ASSIGNED TASK:
Each entry has to be set down again with no alteration.

*** Block opens ***

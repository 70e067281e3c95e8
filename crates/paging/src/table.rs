//! Page table structure and the table builder.

use core::mem::size_of;

use crate::{
    ENTRY_COUNT, EntryFlags, FrameAllocator, PAGE_SIZE, PageEntry, PagingError, PhysicalAddress,
};

/// A page table or directory: exactly 1024 entries filling one page-aligned frame.
///
/// The same layout serves both levels of the hierarchy. In a directory each entry points at a
/// page table; in a page table each entry points at a data page.
#[repr(C, align(4096))]
pub struct PageTable {
    /// The entries in this page table.
    entries: [PageEntry; ENTRY_COUNT],
}

const _: () = assert!(size_of::<PageTable>() == PAGE_SIZE as usize);

impl PageTable {
    /// Returns the entry at the given index.
    ///
    /// # Panics
    /// Panics if index >= 1024.
    pub fn entry(&self, index: usize) -> PageEntry {
        assert!(index < ENTRY_COUNT, "page table index out of bounds");
        self.entries[index]
    }

    /// Returns a mutable reference to the entry at the given index.
    ///
    /// # Panics
    /// Panics if index >= 1024.
    pub fn entry_mut(&mut self, index: usize) -> &mut PageEntry {
        assert!(index < ENTRY_COUNT, "page table index out of bounds");
        &mut self.entries[index]
    }

    /// Iterates over all entries in slot order.
    pub fn iter(&self) -> impl Iterator<Item = PageEntry> + '_ {
        self.entries.iter().copied()
    }

    /// Returns the number of entries in this page table.
    pub const fn len(&self) -> usize {
        ENTRY_COUNT
    }

    /// Views the table stored in the frame at `phys`.
    ///
    /// # Safety
    ///
    /// `phys` must be page-aligned, and no mutable reference to the same frame may exist for
    /// `'a`. The [`FrameAllocator`] contract then makes the translated pointer valid for a whole
    /// table, or panics. The contents are only meaningful if `phys` is a table built with
    /// `allocator`.
    pub(crate) unsafe fn at<'a, A: FrameAllocator + ?Sized>(
        allocator: &A,
        phys: PhysicalAddress,
    ) -> &'a PageTable {
        let ptr = allocator.translate(phys).cast::<PageTable>();
        debug_assert!(ptr.is_aligned(), "table frame is not page-aligned");
        // SAFETY: Guaranteed by the caller.
        unsafe { &*ptr }
    }

    /// Mutably views the table stored in the frame at `phys`.
    ///
    /// # Safety
    ///
    /// `phys` must be page-aligned, and no other reference to the same frame may exist for `'a`.
    /// See [`PageTable::at`].
    pub(crate) unsafe fn at_mut<'a, A: FrameAllocator + ?Sized>(
        allocator: &A,
        phys: PhysicalAddress,
    ) -> &'a mut PageTable {
        let ptr = allocator.translate(phys).cast::<PageTable>();
        debug_assert!(ptr.is_aligned(), "table frame is not page-aligned");
        // SAFETY: Guaranteed by the caller.
        unsafe { &mut *ptr }
    }
}

/// Allocates a page table mapping 1024 consecutive physical pages starting at `base`.
///
/// Entry `b` of the new table points at `base + b * PAGE_SIZE` with `flags`. The table does not
/// know which linear range it serves; that is decided by the directory slot that points at it.
///
/// Returns the physical address of the new table. `base` must be page-aligned and the whole run
/// must fit below 4 GiB; both are checked before anything is allocated.
pub fn build_table<A: FrameAllocator + ?Sized>(
    allocator: &mut A,
    base: PhysicalAddress,
    flags: EntryFlags,
) -> Result<PhysicalAddress, PagingError> {
    let base = base.require_page_aligned()?;
    base.checked_add((ENTRY_COUNT as u32 - 1) * PAGE_SIZE)
        .ok_or(PagingError::RangeOverflow)?;

    let table_phys = allocator.allocate_zeroed(size_of::<PageTable>())?;

    // SAFETY: The frame was just allocated for this table and nothing else refers to it.
    let table = unsafe { PageTable::at_mut(allocator, table_phys) };
    for (index, entry) in table.entries.iter_mut().enumerate() {
        let encoded = base
            .checked_add(index as u32 * PAGE_SIZE)
            .ok_or(PagingError::RangeOverflow)
            .and_then(|frame| PageEntry::encode(frame, flags));
        match encoded {
            Ok(encoded) => *entry = encoded,
            Err(err) => {
                allocator.release(table_phys);
                return Err(err);
            }
        }
    }

    #[cfg(feature = "detailed-logging")]
    log::trace!("page table at {} maps {} with {:?}", table_phys, base, flags);

    Ok(table_phys)
}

*** Block closes ***

SOLUTION:
repository 70e067281e3c95e8
filename crates/paging/src/table.rs
//! Page table structure and the table builder.

use core::mem::size_of;

use crate::{
    ENTRY_COUNT, EntryFlags, FrameAllocator, PAGE_SIZE, PageEntry, PagingError, PhysicalAddress,
};

/// A page table or directory: exactly 1024 entries filling one page-aligned frame.
///
/// The same layout serves both levels of the hierarchy. In a directory each entry points at a
/// page table; in a page table each entry points at a data page.
#[repr(C, align(4096))]
pub struct PageTable {
    /// The entries in this page table.
    entries: [PageEntry; ENTRY_COUNT],
}

const _: () = assert!(size_of::<PageTable>() == PAGE_SIZE as usize);

impl PageTable {
    /// Returns the entry at the given index.
    ///
    /// # Panics
    /// Panics if index >= 1024.
    pub fn entry(&self, index: usize) -> PageEntry {
        assert!(index < ENTRY_COUNT, "page table index out of bounds");
        self.entries[index]
    }

    /// Returns a mutable reference to the entry at the given index.
    ///
    /// # Panics
    /// Panics if index >= 1024.
    pub fn entry_mut(&mut self, index: usize) -> &mut PageEntry {
        assert!(index < ENTRY_COUNT, "page table index out of bounds");
        &mut self.entries[index]
    }

    /// Iterates over all entries in slot order.
    pub fn iter(&self) -> impl Iterator<Item = PageEntry> + '_ {
        self.entries.iter().copied()
    }

    /// Returns the number of entries in this page table.
    pub const fn len(&self) -> usize {
        ENTRY_COUNT
    }

    /// Views the table stored in the frame at `phys`.
    ///
    /// # Safety
    ///
    /// `phys` must be page-aligned, and no mutable reference to the same frame may exist for
    /// `'a`. The [`FrameAllocator`] contract then makes the translated pointer valid for a whole
    /// table, or panics. The contents are only meaningful if `phys` is a table built with
    /// `allocator`.
    pub(crate) unsafe fn at<'a, A: FrameAllocator + ?Sized>(
        allocator: &A,
        phys: PhysicalAddress,
    ) -> &'a PageTable {
        let ptr = allocator.translate(phys).cast::<PageTable>();
        debug_assert!(ptr.is_aligned(), "table frame is not page-aligned");
        // SAFETY: Guaranteed by the caller.
        unsafe { &*ptr }
    }

    /// Mutably views the table stored in the frame at `phys`.
    ///
    /// # Safety
    ///
    /// `phys` must be page-aligned, and no other reference to the same frame may exist for `'a`.
    /// See [`PageTable::at`].
    pub(crate) unsafe fn at_mut<'a, A: FrameAllocator + ?Sized>(
        allocator: &A,
        phys: PhysicalAddress,
    ) -> &'a mut PageTable {
        let ptr = allocator.translate(phys).cast::<PageTable>();
        debug_assert!(ptr.is_aligned(), "table frame is not page-aligned");
        // SAFETY: Guaranteed by the caller.
        unsafe { &mut *ptr }
    }
}

/// Allocates a page table mapping 1024 consecutive physical pages starting at `base`.
///
/// Entry `b` of the new table points at `base + b * PAGE_SIZE` with `flags`. The table does not
/// know which linear range it serves; that is decided by the directory slot that points at it.
///
/// Returns the physical address of the new table. `base` must be page-aligned and the whole run
/// must fit below 4 GiB; both are checked before anything is allocated.
pub fn build_table<A: FrameAllocator + ?Sized>(
    allocator: &mut A,
    base: PhysicalAddress,
    flags: EntryFlags,
) -> Result<PhysicalAddress, PagingError> {
    let base = base.require_page_aligned()?;
    base.checked_add((ENTRY_COUNT as u32 - 1) * PAGE_SIZE)
        .ok_or(PagingError::RangeOverflow)?;

    let table_phys = allocator.allocate_zeroed(size_of::<PageTable>())?;

    // SAFETY: The frame was just allocated for this table and nothing else refers to it.
    let table = unsafe { PageTable::at_mut(allocator, table_phys) };
    for (index, entry) in table.entries.iter_mut().enumerate() {
        let encoded = base
            .checked_add(index as u32 * PAGE_SIZE)
            .ok_or(PagingError::RangeOverflow)
            .and_then(|frame| PageEntry::encode(frame, flags));
        match encoded {
            Ok(encoded) => *entry = encoded,
            Err(err) => {
                allocator.release(table_phys);
                return Err(err);
            }
        }
    }

    #[cfg(feature = "detailed-logging")]
    log::trace!("page table at {} maps {} with {:?}", table_phys, base, flags);

    Ok(table_phys)
}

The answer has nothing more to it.